Your task is to work out how many lines in the data include the word "same". Reply with the number alone.

## DATA EXCERPTS

[Start of section]

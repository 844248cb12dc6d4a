use glam::DVec2;

use crate::{geometry::bisector_direction, Result, VoronoiError};

/// The line supporting a [`VoronoiEdge`].
#[derive(Clone, Copy, Debug, PartialEq)]
pub enum SupportLine {
    /// `y = slope·x + intercept`
    Sloped { slope: f64, intercept: f64 },
    /// `x = x`, the bisector of two sites at the same height.
    Vertical { x: f64 },
}

impl SupportLine {
    /// The line through `point` along `direction`.
    ///
    /// `point` may lie at infinity along `direction`.
    fn through(point: DVec2, direction: DVec2) -> Self {
        if direction.x == 0. {
            return SupportLine::Vertical { x: point.x };
        }
        let slope = direction.y / direction.x;
        // avoid 0·∞ for horizontal lines through a point at infinity
        let intercept = if slope == 0. {
            point.y
        } else {
            point.y - slope * point.x
        };
        SupportLine::Sloped { slope, intercept }
    }
}

/// A Voronoi edge between two neighbouring sites.
///
/// Every edge is a ray growing from `start` in `direction`. It is terminated
/// by a Voronoi vertex once the arc between its two sites vanishes from the
/// beachline; edges that never reconverge keep `end == None` and extend
/// indefinitely.
#[derive(Clone, Debug, PartialEq)]
pub struct VoronoiEdge {
    start: DVec2,
    end: Option<DVec2>,
    left: usize,
    right: usize,
    line: SupportLine,
    direction: DVec2,
    adjacent: Option<usize>,
}

impl VoronoiEdge {
    /// The bisector of the sites `left` and `right` (as seen on the beachline),
    /// growing from `start`.
    pub(super) fn bisector(start: DVec2, left: usize, right: usize, sites: &[DVec2]) -> Self {
        let direction = bisector_direction(sites[left], sites[right]);
        Self {
            start,
            end: None,
            left,
            right,
            line: SupportLine::through(start, direction),
            direction,
            adjacent: None,
        }
    }

    /// Terminate this edge at a Voronoi vertex. An edge can only be closed once.
    pub(super) fn close(&mut self, end: DVec2) -> Result<()> {
        if self.end.is_some() {
            return Err(VoronoiError::InvariantViolation("edge closed twice"));
        }
        self.end = Some(end);
        Ok(())
    }

    pub(super) fn set_adjacent(&mut self, adjacent: Option<usize>) {
        self.adjacent = adjacent;
    }

    /// Whether `point` lies on the forward side of `start`, along both axes.
    fn is_ahead(&self, point: DVec2, tolerance: f64) -> bool {
        let d = point - self.start;
        let behind = |d: f64, dir: f64| dir != 0. && d * dir.signum() < -tolerance;
        !behind(d.x, self.direction.x) && !behind(d.y, self.direction.y)
    }

    /// Get the point where this edge starts.
    ///
    /// Edges between sites on the topmost row of the input start at
    /// `y = +∞`.
    pub fn start(&self) -> DVec2 {
        self.start
    }

    /// Get the Voronoi vertex terminating this edge, if any.
    pub fn end(&self) -> Option<DVec2> {
        self.end
    }

    /// Whether this edge has been terminated by a Voronoi vertex.
    pub fn is_closed(&self) -> bool {
        self.end.is_some()
    }

    /// Get the index of the site to the _left_ of this edge (looking along
    /// its direction the site is on the right hand side).
    pub fn left_site(&self) -> usize {
        self.left
    }

    /// Get the index of the site to the _right_ of this edge.
    pub fn right_site(&self) -> usize {
        self.right
    }

    pub fn line(&self) -> SupportLine {
        self.line
    }

    /// Slope of the supporting line, `None` for vertical edges.
    pub fn slope(&self) -> Option<f64> {
        match self.line {
            SupportLine::Sloped { slope, .. } => Some(slope),
            SupportLine::Vertical { .. } => None,
        }
    }

    /// Intercept of the supporting line with the y axis, `None` for vertical
    /// edges.
    pub fn intercept(&self) -> Option<f64> {
        match self.line {
            SupportLine::Sloped { intercept, .. } => Some(intercept),
            SupportLine::Vertical { .. } => None,
        }
    }

    /// Get the (unnormalized) direction in which this edge grows.
    pub fn direction(&self) -> DVec2 {
        self.direction
    }

    /// Get the index of the sibling edge born at the same breakpoint, if any.
    pub fn adjacent(&self) -> Option<usize> {
        self.adjacent
    }

    /// Rotate this edge rigidly with `f`, which must map directions as well as
    /// points.
    pub(super) fn map(self, f: impl Fn(DVec2) -> DVec2, adjacent: Option<usize>) -> Self {
        let start = f(self.start);
        let direction = f(self.direction);
        Self {
            start,
            end: self.end.map(&f),
            left: self.left,
            right: self.right,
            line: SupportLine::through(start, direction),
            direction,
            adjacent,
        }
    }
}

/// Intersection of the supporting lines of two edges, provided both edges are
/// actually growing towards it.
///
/// Returns `None` for parallel edges (including two vertical ones) and for
/// intersections behind the start of either edge.
pub(super) fn intersect(a: &VoronoiEdge, b: &VoronoiEdge, tolerance: f64) -> Option<DVec2> {
    let point = match (a.line, b.line) {
        (SupportLine::Vertical { .. }, SupportLine::Vertical { .. }) => return None,
        (SupportLine::Vertical { x }, SupportLine::Sloped { slope, intercept })
        | (SupportLine::Sloped { slope, intercept }, SupportLine::Vertical { x }) => {
            DVec2::new(x, slope * x + intercept)
        }
        (
            SupportLine::Sloped {
                slope: m_a,
                intercept: c_a,
            },
            SupportLine::Sloped {
                slope: m_b,
                intercept: c_b,
            },
        ) => {
            if m_a == m_b {
                return None;
            }
            let x = (c_b - c_a) / (m_a - m_b);
            let y = (m_a * c_b - m_b * c_a) / (m_a - m_b);
            DVec2::new(x, y)
        }
    };

    if !point.is_finite() || !a.is_ahead(point, tolerance) || !b.is_ahead(point, tolerance) {
        return None;
    }
    Some(point)
}

#[cfg(test)]
mod tests {
    use super::*;
    use float_cmp::assert_approx_eq;

    fn sites() -> Vec<DVec2> {
        vec![
            DVec2::new(0., 0.),
            DVec2::new(10., 0.),
            DVec2::new(5., 10.),
        ]
    }

    #[test]
    fn test_bisector() {
        let sites = sites();
        // left breakpoint after site 1 splits the arc of site 2
        let start = DVec2::new(10., 6.25);
        let edge = VoronoiEdge::bisector(start, 2, 1, &sites);
        assert!(edge.direction().x < 0.);
        assert_approx_eq!(f64, edge.slope().unwrap(), 0.5);
        assert_approx_eq!(f64, edge.intercept().unwrap(), 1.25);
        // every point on the line is equidistant from both sites
        let p = DVec2::new(-3., 0.5 * -3. + 1.25);
        assert_approx_eq!(f64, p.distance(sites[2]), p.distance(sites[1]), epsilon = 1e-9);

        let vertical = VoronoiEdge::bisector(DVec2::new(5., f64::INFINITY), 0, 1, &sites);
        assert_eq!(vertical.line(), SupportLine::Vertical { x: 5. });
        assert!(vertical.slope().is_none());
        assert!(vertical.direction().y < 0.);
    }

    #[test]
    fn test_close_once() {
        let sites = sites();
        let mut edge = VoronoiEdge::bisector(DVec2::new(0., 5.), 2, 0, &sites);
        assert!(!edge.is_closed());
        edge.close(DVec2::new(5., 3.75)).unwrap();
        assert!(edge.is_closed());
        assert_eq!(
            edge.close(DVec2::ZERO),
            Err(VoronoiError::InvariantViolation("edge closed twice"))
        );
        assert_eq!(edge.end(), Some(DVec2::new(5., 3.75)));
    }

    #[test]
    fn test_intersect_converging() {
        let sites = sites();
        // the two edges on both sides of the arc of site 2 after inserting
        // site 1 then site 0
        let right = VoronoiEdge::bisector(DVec2::new(10., 6.25), 2, 1, &sites);
        let left = VoronoiEdge::bisector(DVec2::new(0., 6.25), 0, 2, &sites);
        let p = intersect(&left, &right, 1e-9).unwrap();
        assert_approx_eq!(f64, p.x, 5.);
        assert_approx_eq!(f64, p.y, 3.75);
    }

    #[test]
    fn test_intersect_behind() {
        let sites = sites();
        // the edges growing away from each other
        let right = VoronoiEdge::bisector(DVec2::new(10., 6.25), 1, 2, &sites);
        let left = VoronoiEdge::bisector(DVec2::new(0., 6.25), 2, 0, &sites);
        assert!(intersect(&left, &right, 1e-9).is_none());
    }

    #[test]
    fn test_intersect_parallel() {
        let sites = vec![
            DVec2::new(0., 0.),
            DVec2::new(10., 0.),
            DVec2::new(20., 0.),
        ];
        let a = VoronoiEdge::bisector(DVec2::new(5., f64::INFINITY), 0, 1, &sites);
        let b = VoronoiEdge::bisector(DVec2::new(15., f64::INFINITY), 1, 2, &sites);
        assert!(intersect(&a, &b, 1e-9).is_none());

        let sites = vec![
            DVec2::new(0., 0.),
            DVec2::new(1., 1.),
            DVec2::new(2., 2.),
        ];
        let a = VoronoiEdge::bisector(DVec2::new(0., 1.), 1, 0, &sites);
        let b = VoronoiEdge::bisector(DVec2::new(1., 2.), 2, 1, &sites);
        assert!(intersect(&a, &b, 1e-9).is_none());
    }

    #[test]
    fn test_intersect_vertical() {
        let sites = vec![
            DVec2::new(0., 10.),
            DVec2::new(10., 10.),
            DVec2::new(10., 0.),
        ];
        let vertical = VoronoiEdge::bisector(DVec2::new(5., f64::INFINITY), 0, 1, &sites);
        let horizontal = VoronoiEdge::bisector(DVec2::new(10., 5.), 1, 2, &sites);
        let p = intersect(&vertical, &horizontal, 1e-9).unwrap();
        assert_eq!(p, DVec2::new(5., 5.));
    }
}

[End of section]

## ANSWER AREA
2